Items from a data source
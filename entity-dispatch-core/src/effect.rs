//! Effect-emitting reducers
//!
//! Reducers stay pure by *describing* the gateway calls they need instead of
//! performing them. An intent such as "load page 2" updates the bookkeeping
//! in state and returns an [`ApiRequest`](crate::ApiRequest) effect; the
//! [`EffectRunner`](crate::EffectRunner) executes it and feeds the outcome
//! back as another action.
//!
//! ```ignore
//! fn reducer(state: &mut S, action: A) -> DispatchResult<E>
//! ```
//!
//! # Example
//!
//! ```ignore
//! use entity_dispatch::{DispatchResult, EffectStore};
//!
//! let mut store = EffectStore::new(EntityState::<Patient>::default(), reduce::<Patient>);
//! let result = store.dispatch(EntityAction::List(ListQuery::page(0, 20)));
//!
//! assert!(result.changed);
//! for request in result.effects {
//!     runner.execute(request);
//! }
//! ```

use std::marker::PhantomData;

use crate::action::Action;

/// What a reducer reports back: whether the state moved, and the
/// requests it wants executed.
#[derive(Debug, Clone, PartialEq, Eq)]
pub struct DispatchResult<E> {
    /// Whether the state was modified by this action.
    pub changed: bool,
    /// Requests to execute once the new state is in place.
    pub effects: Vec<E>,
}

impl<E> Default for DispatchResult<E> {
    fn default() -> Self {
        Self::unchanged()
    }
}

impl<E> DispatchResult<E> {
    /// No state change and no effects.
    #[inline]
    pub fn unchanged() -> Self {
        Self {
            changed: false,
            effects: vec![],
        }
    }

    /// State changed, no effects.
    #[inline]
    pub fn changed() -> Self {
        Self {
            changed: true,
            effects: vec![],
        }
    }

    /// State changed and one request to run, the usual intent result.
    #[inline]
    pub fn changed_with(effect: E) -> Self {
        Self {
            changed: true,
            effects: vec![effect],
        }
    }

    /// No effects, change flag computed by the caller.
    #[inline]
    pub fn from_changed(changed: bool) -> Self {
        Self {
            changed,
            effects: vec![],
        }
    }

    /// Append one more request.
    #[inline]
    pub fn with(mut self, effect: E) -> Self {
        self.effects.push(effect);
        self
    }

    #[inline]
    pub fn has_effects(&self) -> bool {
        !self.effects.is_empty()
    }

    /// Transform every effect, keeping the change flag.
    pub fn map<F, U>(self, f: F) -> DispatchResult<U>
    where
        F: FnMut(E) -> U,
    {
        DispatchResult {
            changed: self.changed,
            effects: self.effects.into_iter().map(f).collect(),
        }
    }
}

/// Reducer signature shared by every entity store.
pub type EffectReducer<S, A, E> = fn(&mut S, A) -> DispatchResult<E>;

/// A store whose reducer returns [`DispatchResult<E>`].
///
/// One `EffectStore` backs each registered entity type; the
/// [`StoreRoot`](crate::StoreRoot) owns them and hands the effects to the
/// matching runner.
pub struct EffectStore<S, A, E> {
    state: S,
    reducer: EffectReducer<S, A, E>,
    _marker: PhantomData<(A, E)>,
}

impl<S, A, E> EffectStore<S, A, E>
where
    A: Action,
{
    /// Store starting from `state`.
    pub fn new(state: S, reducer: EffectReducer<S, A, E>) -> Self {
        Self {
            state,
            reducer,
            _marker: PhantomData,
        }
    }

    /// Current state.
    #[inline]
    pub fn state(&self) -> &S {
        &self.state
    }

    /// Direct access for seeding fixtures. Everything else goes through
    /// [`dispatch`](Self::dispatch).
    #[inline]
    pub fn state_mut(&mut self) -> &mut S {
        &mut self.state
    }

    /// Run the reducer. The caller owns the returned effects.
    #[inline]
    pub fn dispatch(&mut self, action: A) -> DispatchResult<E> {
        (self.reducer)(&mut self.state, action)
    }
}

**What is needed:** Show a copy of each line from the records above in which the string "impl" occurs.

**Reply:**
impl<E> Default for DispatchResult<E> {
impl<E> DispatchResult<E> {
impl<S, A, E> EffectStore<S, A, E>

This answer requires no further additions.